Fast control loops

The high shear sensitivity of animal and plant cells led to significant alterations in the construction of plants compared to bacterial fermenters. Since the gas supply of cells is dependent on the aeration and the agitation both systems must be adapted for cell culture. Adherent cells are cultivated on microcarriers either in the reactor or in a fixed bed. Therefore they are not directly accessible to shear stress.

The mechanical shear stress on non-adherent cells in submerged culture can be minimized either with marine impellers which provide a more gentle agitation than common blade stirrers, or with airlift-reactors where the agitation is achieved exclusively via the aeration. Sensitive cells are not only damaged by agitators but also by collapsing gas bubbles and foam. The simplest way to protect the cells from bubbles and foam is the addition of antifoam agents to the medium. But these chemical substances are unsuitable for a variety of cell types since they negatively influence the growth or metabolic functions essential for the manufacture of the product. In many cases they also significantly interfere with the downstream-processing. Therefore sparger systems were especially developed for cell culture, producing gas bubbles with minimum shear stress on the cells. With extremely sensitive cells bubble-free aeration can be achieved via gaspermeable hoses.

Not only the design of the aeration system but also the gas composition are often of vital significance for cell cultures. Especially plant cells adapt their metabolism to minor changes in the gas composition and thus alter the growth characteristics and the production of secondary metabolites. The aeration with oxygen enriched air leads to improved production results with many types of animal cells.

Unlike bacterial cultures which are aerated with air, cell cultures are aerated with oxygen, nitrogen, CO2 and air in a mixture optimized for each type of cell and fermentation. With the strict survey of the gas composition by sensitive control systems an optimum gas atmosphere should be created and maintained for the fermentation and the manufacture of the product.

During cell proliferation the pH of the medium alters. A constant pH is vital for many production processes and therefore it must be controlled. pH control is not effected with acid and bas dosage as with bacterial fermentations but via controlled addition of CO2.

The supply of the four gases used is normally effected with a gas mixing station. In this device the dosage of each gas is controlled individually by a gas flow controller. Additionally the pH-controller influences the dosage of CO2. A pO2-controller controls the aeration with air or oxygen and nitrogen.
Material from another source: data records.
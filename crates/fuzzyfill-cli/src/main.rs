//! fuzzyfill command-line tool.

use std::io::{self, IsTerminal};

use clap::{ColorChoice, Parser};
use fuzzyfill_cli::cli::{Cli, Command, LogFormatArg, LogLevelArg};
use fuzzyfill_cli::commands::{run_fill, run_hours, run_types};
use fuzzyfill_cli::logging::{LogConfig, LogFormat, init_logging};
use fuzzyfill_cli::summary::{print_fill_summary, print_hours_summary, print_scorers, print_types};
use tracing::level_filters::LevelFilter;

fn main() {
    let cli = Cli::parse();
    cli.color.write_global();
    let log_config = log_config_from_cli(&cli);
    if let Err(error) = init_logging(&log_config) {
        eprintln!("error: failed to initialize logging: {error}");
        std::process::exit(1);
    }
    let result = match &cli.command {
        Command::Fill(args) => run_fill(args).map(|outcome| print_fill_summary(&outcome)),
        Command::Hours(args) => run_hours(args).map(|outcome| print_hours_summary(&outcome)),
        Command::Types(args) => run_types(args).map(|outcome| print_types(&outcome)),
        Command::Scorers => {
            print_scorers();
            Ok(())
        }
    };
    if let Err(error) = result {
        tracing::error!("{error:#}");
        eprintln!("error: {error:#}");
        std::process::exit(1);
    }
}

/// Builds the logging configuration; `--log-level` beats `-v/-q`, and either
/// one disables `RUST_LOG`.
fn log_config_from_cli(cli: &Cli) -> LogConfig {
    let level_filter = match cli.log_level {
        Some(LogLevelArg::Error) => LevelFilter::ERROR,
        Some(LogLevelArg::Warn) => LevelFilter::WARN,
        Some(LogLevelArg::Info) => LevelFilter::INFO,
        Some(LogLevelArg::Debug) => LevelFilter::DEBUG,
        Some(LogLevelArg::Trace) => LevelFilter::TRACE,
        None => cli.verbosity.tracing_level_filter(),
    };
    let format = match cli.log_format {
        LogFormatArg::Pretty => LogFormat::Pretty,
        LogFormatArg::Compact => LogFormat::Compact,
        LogFormatArg::Json => LogFormat::Json,
    };
    let mut config = LogConfig::default()
        .with_level_filter(level_filter)
        .with_format(format)
        .with_log_file(cli.log_file.clone())
        .with_log_data(cli.log_data);
    config.use_env_filter = !(cli.verbosity.is_present() || cli.log_level.is_some());
    config.with_ansi = match cli.color.color {
        ColorChoice::Always => true,
        ColorChoice::Never => false,
        ColorChoice::Auto => cli.log_file.is_none() && io::stderr().is_terminal(),
    };
    config
}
Thus optimum gas supply of the cells would be granted for every phase of the fermentation.

In cell culture technique it is essential to maintain absolutely sterile conditions because of the high contamination risk caused by the slow cell growth and the long fermentation times. Naturally this also applies to the gas supply. The gases used must not only be free of microorganisms but must not contain oil and dirt particles.

In small autoclavable fermenters autoclavable single use filters with hydrophobic PTFE membranes are used to sterilize the process gases and the exhaust air. These filters are autoclaved together with the fermenter. In situ sterilizable small fermenters and bigger plants utilize filter cartridges integrated in filter housings to ensure a sterile gas flow. Either filters with PTFE protected microfibres or membrane filters with synthetic PTFE-membrane are used. Depending on the reactor design filters and filter housings are either sterilized directly with the vessel or steamed independently in a defined sequence.
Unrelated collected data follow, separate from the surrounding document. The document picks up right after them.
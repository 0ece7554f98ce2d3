//! Per-row match results and output table assembly.

use fuzzyfill_model::{CellValue, ColumnName, Table};
use serde::{Deserialize, Serialize};

use crate::engine::{FillColumns, MatchOptions};
use crate::error::Result;
use crate::scorer::Scorer;

/// Output column holding the winning score.
pub const SCORE_COLUMN: &str = "match_score";
/// Output column holding the winning reference key.
pub const MATCHED_KEY_COLUMN: &str = "matched_key";
/// Output column holding the scorer name.
pub const SCORER_COLUMN: &str = "match_scorer";

/// Why a row ended up filled or not.
#[derive(Debug, Clone, PartialEq, Eq, Serialize, Deserialize)]
#[serde(tag = "kind", rename_all = "snake_case")]
pub enum MatchOutcome {
    /// The row already had a value; it was passed through unscored.
    Prefilled,
    /// Every reference key was consumed (or the pool was empty).
    NoCandidates,
    /// The best candidate scored under the threshold.
    BelowThreshold { best_key: String, best_score: u8 },
    /// The row was filled from the reference pool.
    Filled,
}

impl MatchOutcome {
    /// Short label for logs and summaries; never includes row data.
    pub fn label(&self) -> &'static str {
        match self {
            Self::Prefilled => "prefilled",
            Self::NoCandidates => "no_candidates",
            Self::BelowThreshold { .. } => "below_threshold",
            Self::Filled => "filled",
        }
    }
}

/// Result for one target row.
#[derive(Debug, Clone, PartialEq, Serialize, Deserialize)]
pub struct MatchResult {
    /// Ordinal of the target row.
    pub index: usize,
    /// Payload copied from the reference pool, `None` when nothing was filled.
    pub filled_value: Option<CellValue>,
    /// Winning score, 0 when the row was not filled.
    pub score: u8,
    /// Winning reference key, empty when the row was not filled.
    pub matched_key: String,
    pub scorer: Scorer,
    pub outcome: MatchOutcome,
}

impl MatchResult {
    pub(crate) fn unfilled(index: usize, scorer: Scorer, outcome: MatchOutcome) -> Self {
        Self {
            index,
            filled_value: None,
            score: 0,
            matched_key: String::new(),
            scorer,
            outcome,
        }
    }

    pub(crate) fn filled(
        index: usize,
        scorer: Scorer,
        key: &str,
        score: u8,
        value: CellValue,
    ) -> Self {
        Self {
            index,
            filled_value: Some(value),
            score,
            matched_key: key.to_string(),
            scorer,
            outcome: MatchOutcome::Filled,
        }
    }

    pub fn is_filled(&self) -> bool {
        matches!(self.outcome, MatchOutcome::Filled)
    }
}

/// Counts describing one fill run.
#[derive(Debug, Clone, PartialEq, Eq, Serialize, Deserialize)]
pub struct FillSummary {
    pub total_rows: usize,
    /// Rows with a score above zero; the headline number of a run.
    pub matched_rows: usize,
    pub filled_rows: usize,
    pub prefilled_rows: usize,
    pub unmatched_rows: usize,
    pub reference_keys: usize,
    pub scorer: Scorer,
    pub threshold: u8,
    pub prevent_duplicates: bool,
}

impl FillSummary {
    pub fn from_results(results: &[MatchResult], reference_keys: usize, options: &MatchOptions) -> Self {
        let filled_rows = results.iter().filter(|r| r.is_filled()).count();
        let prefilled_rows = results
            .iter()
            .filter(|r| r.outcome == MatchOutcome::Prefilled)
            .count();
        Self {
            total_rows: results.len(),
            matched_rows: results.iter().filter(|r| r.score > 0).count(),
            filled_rows,
            prefilled_rows,
            unmatched_rows: results.len() - filled_rows - prefilled_rows,
            reference_keys,
            scorer: options.scorer,
            threshold: options.threshold,
            prevent_duplicates: options.prevent_duplicates,
        }
    }
}

/// Everything a fill run hands back to its caller.
#[derive(Debug, Clone)]
pub struct FillReport {
    pub table: Table,
    pub results: Vec<MatchResult>,
    pub summary: FillSummary,
}

/// Builds the output table: every target row in original order, the fill
/// column updated for filled rows, plus score, matched key and scorer
/// annotations.
///
/// Annotation columns that already exist in the target are overwritten.
pub fn assemble(targets: &Table, columns: &FillColumns, results: &[MatchResult]) -> Result<Table> {
    let fill_column = ColumnName::new(columns.target_fill.as_str())?;
    let score_column = ColumnName::new(SCORE_COLUMN)?;
    let key_column = ColumnName::new(MATCHED_KEY_COLUMN)?;
    let scorer_column = ColumnName::new(SCORER_COLUMN)?;

    let mut table = targets.clone();
    for column in [&fill_column, &score_column, &key_column, &scorer_column] {
        table.ensure_column(column);
    }

    for (row, result) in table.rows.iter_mut().zip(results) {
        debug_assert_eq!(row.index, result.index);
        match &result.filled_value {
            Some(value) => row.set(fill_column.clone(), value.clone()),
            None => {
                let current = row.get(fill_column.as_str()).clone();
                row.set(fill_column.clone(), current);
            }
        }
        row.set(score_column.clone(), CellValue::Integer(i64::from(result.score)));
        row.set(key_column.clone(), CellValue::text(result.matched_key.as_str()));
        row.set(scorer_column.clone(), CellValue::text(result.scorer.name()));
    }
    Ok(table)
}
The oxygen level in liquid media is dependent on the amount of dissolved oxygen, of the oxygen in the gas phase above the medium and of the gas bubbles in the medium. Because of the reduced growth rates also the oxygen demand is lower than of bacterial cultures. Therefore the oxygen transfer rates (OTR) can also be lower, allowing low agitation speed and low aeration rates. The shear stress on the cells is thus minimized. Nevertheless the control of the gas composition is not jet achieved to full satisfaction in many cell fermentations.

With high gas flows and strong agitation as applied in bacterial cultures the length of the pipes the gases have to pass from the gas supply to the vessel is hardly relevant. The gases are distributed by the inlet pres-sure and agitation and thus reach the cells rapidly. The efficient supply of the required gases to plant and animal cells which are less aerated and agitated is not necessarily ensured at all times of the fermentation.
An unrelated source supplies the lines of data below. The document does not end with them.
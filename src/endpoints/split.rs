use actix_web::{
    post,
    web::{self, Json},
    HttpResponse, Responder,
};
use serde::{Deserialize, Serialize};
use tracing::info;

use crate::app_state::AppState;
use crate::utils::split_text::{grapheme_len, split_text_into_chunks};

#[derive(Deserialize)]
pub struct SplitRequest {
    pub input: String,
    pub max_length: Option<i64>,
}

/// One chunk as rendered by the frontend: 1-based position, the text
/// itself and its length in graphemes.
#[derive(Serialize)]
pub struct ChunkView {
    pub index: usize,
    pub text: String,
    pub length: usize,
}

#[derive(Serialize)]
pub struct SplitResponse {
    pub chunks: Vec<ChunkView>,
    pub count: usize,
}

#[post("/split")]
pub async fn split_text(
    state: web::Data<AppState>,
    payload: Json<SplitRequest>,
) -> impl Responder {
    info!("POST /split endpoint called");

    // 1) Resolve the chunk size, falling back to the configured default
    let max_length = payload
        .max_length
        .unwrap_or(state.default_max_length as i64);

    // Non-positive sizes are a no-op, not an error
    if max_length <= 0 {
        info!("Non-positive max_length {}, returning no chunks", max_length);
        return HttpResponse::Ok().json(SplitResponse {
            chunks: Vec::new(),
            count: 0,
        });
    }

    // 2) Split the text at word boundaries
    let chunks = split_text_into_chunks(&payload.input, max_length as usize);
    info!("Number of chunks created: {}", chunks.len());

    // 3) Attach display position and character count to each chunk
    let chunks: Vec<ChunkView> = chunks
        .into_iter()
        .enumerate()
        .map(|(i, text)| ChunkView {
            index: i + 1,
            length: grapheme_len(&text),
            text,
        })
        .collect();

    let count = chunks.len();
    HttpResponse::Ok().json(SplitResponse { chunks, count })
}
These cells tend to require a highly defined gas atmosphere and a stable pH more strongly than microorganisms. Therefore quick reaction to any change of these parameters is not only desirable but also necessary.

Long pathways of the gases and relatively high retention times in large filter housings could delay pH- and pO2-control in many cell cultures and thus lead to great losses in productivity. To counteract these effects basically three measures must be taken: a shortening of the pipes between gas mixing station and reactor, a reduction of the pipe diameters and a reduction of the dead volume of filters and filter housings. The first two alterations of the design are relatively unproblematic and depend on the plant geometry. But the adaption of filters and filter housings have caused problems in the past. The smallest dead legs and the shortest path for the gas flow provide the autoclavable single use filters which are used in autoclavable bench-top fermenters. These filters could not be sterilized with in situ sterilizable fermenters and therefore could not be fixedly integrated into the plant. If the filters are autoclaved separately and mounted to the plant after sterilization of the reactor, a source of contamination is created by this manipulation.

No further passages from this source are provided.